The proposal does not include any tax increases and limits borrowing. The specifics of the plan call for: a $20 million transfer from legislative reserve accounts; $630 million in Special Fund transfers; $400 million in multi-year agency lapsed funds; a $200 million transfer from the nonprofit Pennsylvania Professional Liability Joint Underwriting Association; a $15 million transfer from the Commonwealth Financing Authority’s New Venture Account; and borrowing $100 million from the Underground Storage Tank Indemnity Fund. The proposal would also sell a portion of the annual payments from the Tobacco Settlement Fund over a 10 year period – which is expected to bring in $1 billion. Finally, the plan banks on revenues from yet-to be enacted gaming expansion – which could include allowing for “mini casinos” and limited video gaming terminals – as well as additional reforms to the state’s alcohol laws. A reliable and easy to use gambling site would be Bovada.lv that anyone eligible can access.

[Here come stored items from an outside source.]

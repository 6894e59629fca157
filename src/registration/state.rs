use std::rc::Rc;
use yew::prelude::*;

use crate::registration::payload::RegistrationForm;

/// State of one pre-registration dialog. Owned by the dialog component.
#[derive(Clone, Debug, Default, PartialEq)]
pub struct RegistrationDialogState {
    pub open: bool,
    pub loading: bool,
    pub form: RegistrationForm,
}

#[derive(Debug, PartialEq)]
pub enum RegistrationAction {
    Open,
    Close,
    SetEmail(String),
    SetFullName(String),
    SubmitStarted,
    SubmitSucceeded,
    SubmitFailed,
}

impl RegistrationDialogState {
    /// Form to send, or `None` while a request is in flight or a required
    /// field is empty.
    pub fn begin_submission(&self) -> Option<RegistrationForm> {
        self.can_submit().then(|| self.form.clone())
    }

    /// Single in-flight guard, shared by the submit handler and the reducer.
    fn can_submit(&self) -> bool {
        !self.loading && self.form.is_complete()
    }

    fn apply(&mut self, action: RegistrationAction) {
        match action {
            RegistrationAction::Open => self.open = true,
            RegistrationAction::Close => {
                self.open = false;
                self.form = RegistrationForm::default();
            }
            RegistrationAction::SetEmail(email) => self.form.email = email,
            RegistrationAction::SetFullName(full_name) => self.form.full_name = full_name,
            RegistrationAction::SubmitStarted => self.loading = true,
            RegistrationAction::SubmitSucceeded => {
                self.loading = false;
                self.open = false;
                self.form = RegistrationForm::default();
            }
            RegistrationAction::SubmitFailed => self.loading = false,
        }
    }
}

impl Reducible for RegistrationDialogState {
    type Action = RegistrationAction;

    fn reduce(self: Rc<Self>, action: Self::Action) -> Rc<Self> {
        if matches!(action, RegistrationAction::SubmitStarted) && !self.can_submit() {
            return self;
        }
        let mut next = (*self).clone();
        next.apply(action);
        Rc::new(next)
    }
}

#[cfg(test)]
mod tests {
    use super::*;

    fn reduce_all(actions: Vec<RegistrationAction>) -> Rc<RegistrationDialogState> {
        actions
            .into_iter()
            .fold(Rc::new(RegistrationDialogState::default()), |state, action| {
                state.reduce(action)
            })
    }

    fn filled() -> Vec<RegistrationAction> {
        vec![
            RegistrationAction::Open,
            RegistrationAction::SetEmail("maria@example.com".to_string()),
            RegistrationAction::SetFullName("Maria Souza".to_string()),
        ]
    }

    #[test]
    fn success_closes_dialog_and_clears_fields() {
        let mut actions = filled();
        actions.push(RegistrationAction::SubmitStarted);
        actions.push(RegistrationAction::SubmitSucceeded);
        let state = reduce_all(actions);

        assert!(!state.open);
        assert!(!state.loading);
        assert_eq!(state.form.email, "");
        assert_eq!(state.form.full_name, "");
    }

    #[test]
    fn failure_keeps_dialog_open_with_values() {
        let mut actions = filled();
        actions.push(RegistrationAction::SubmitStarted);
        actions.push(RegistrationAction::SubmitFailed);
        let state = reduce_all(actions);

        assert!(state.open);
        assert!(!state.loading);
        assert_eq!(state.form.email, "maria@example.com");
        assert_eq!(state.form.full_name, "Maria Souza");
        assert!(state.begin_submission().is_some());
    }

    #[test]
    fn submit_while_loading_is_ignored() {
        let mut actions = filled();
        actions.push(RegistrationAction::SubmitStarted);
        let state = reduce_all(actions);

        assert!(state.loading);
        assert_eq!(state.begin_submission(), None);

        let again = state.clone().reduce(RegistrationAction::SubmitStarted);
        assert!(Rc::ptr_eq(&state, &again));
    }

    #[test]
    fn incomplete_form_is_not_submitted() {
        let state = reduce_all(vec![
            RegistrationAction::Open,
            RegistrationAction::SetEmail("maria@example.com".to_string()),
        ]);
        assert_eq!(state.begin_submission(), None);

        let started = state.clone().reduce(RegistrationAction::SubmitStarted);
        assert!(Rc::ptr_eq(&state, &started));
        assert!(!started.loading);
    }

    #[test]
    fn whitespace_full_name_is_submitted() {
        let state = reduce_all(vec![
            RegistrationAction::Open,
            RegistrationAction::SetEmail("maria@example.com".to_string()),
            RegistrationAction::SetFullName("   ".to_string()),
        ]);
        let form = state.begin_submission().expect("form is submitted");
        assert_eq!(form.full_name, "   ");

        let started = state.reduce(RegistrationAction::SubmitStarted);
        assert!(started.loading);
    }

    #[test]
    fn closing_discards_form() {
        let mut actions = filled();
        actions.push(RegistrationAction::Close);
        let state = reduce_all(actions);

        assert!(!state.open);
        assert_eq!(state.form, RegistrationForm::default());
    }
}
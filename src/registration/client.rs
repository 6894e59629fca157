use gloo_net::http::Request;
use log::info;
use thiserror::Error;

use crate::config;
use crate::messages;
use crate::registration::payload::RegistrationPayload;

#[derive(Debug, Error)]
pub enum RegistrationError {
    #[error("could not encode registration payload: {0}")]
    Encode(gloo_net::Error),
    #[error("registration request failed: {0}")]
    Network(gloo_net::Error),
    #[error("registration rejected with status {0}")]
    Status(u16),
    #[error("registration response was not JSON: {0}")]
    Body(gloo_net::Error),
}

impl RegistrationError {
    /// Every cause collapses into the same message for the user.
    pub fn user_message(&self) -> &'static str {
        messages::PRE_REGISTRATION_FAILURE
    }
}

pub async fn post_registration(payload: &RegistrationPayload) -> Result<(), RegistrationError> {
    let url = config::users_endpoint();
    info!("Posting pre-registration for {}", payload.username);

    let response = Request::post(&url)
        .header("Content-Type", "application/json")
        .json(payload)
        .map_err(RegistrationError::Encode)?
        .send()
        .await
        .map_err(RegistrationError::Network)?;

    check_status(response.status())?;

    // The body is only checked for being JSON.
    response
        .json::<serde_json::Value>()
        .await
        .map_err(RegistrationError::Body)?;

    Ok(())
}

/// Any 2xx status is accepted.
pub fn check_status(status: u16) -> Result<(), RegistrationError> {
    if (200..300).contains(&status) {
        Ok(())
    } else {
        Err(RegistrationError::Status(status))
    }
}

#[cfg(test)]
mod tests {
    use super::*;

    #[test]
    fn every_error_shows_the_same_message() {
        let errors = [RegistrationError::Status(400), RegistrationError::Status(503)];
        for err in errors {
            assert_eq!(err.user_message(), messages::PRE_REGISTRATION_FAILURE);
        }
    }

    #[test]
    fn success_range_is_accepted() {
        for status in [200, 201, 204, 299] {
            assert!(check_status(status).is_ok(), "status {}", status);
        }
    }

    #[test]
    fn other_statuses_are_rejected_with_their_code() {
        for status in [199, 301, 400, 404, 409, 500, 503] {
            match check_status(status) {
                Err(RegistrationError::Status(code)) => assert_eq!(code, status),
                other => panic!("status {} gave {:?}", status, other),
            }
        }
    }

    #[test]
    fn status_error_names_the_code() {
        assert_eq!(
            RegistrationError::Status(409).to_string(),
            "registration rejected with status 409"
        );
    }
}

The Wolf administration was quick to state its opposition to the plan late Wednesday night. In a written statement to Capitolwire, Gov. Wolf’s spokesman J.J. Abbott said: “Gov. Wolf and bipartisan members of the House and Senate understand that recurring revenue is necessary to solve the structural deficit and avoid a credit downgrade. The House Republican proposal does neither. After leaving bipartisan negotiations in July, House Republicans have demanded to go it alone. Hopefully, now, they can get serious about funding the spending they passed two months ago, fixing the structural deficit and avoiding further consequences.”
Meanwhile House Republican leaders viewed the vote as the next step in the negotiation process. Prior to the House vote, Majority Leader Dave Reed, R-Indiana, told the Philadelphia Inquirer, “We’re going to move forward with this with the expectation we get to 102 votes and then we’ll enter into the next round of negotiations and hopefully finish that in a very timely fashion.”
The House approved the proposal by a vote of 103-91. The bill now goes to the Senate for consideration.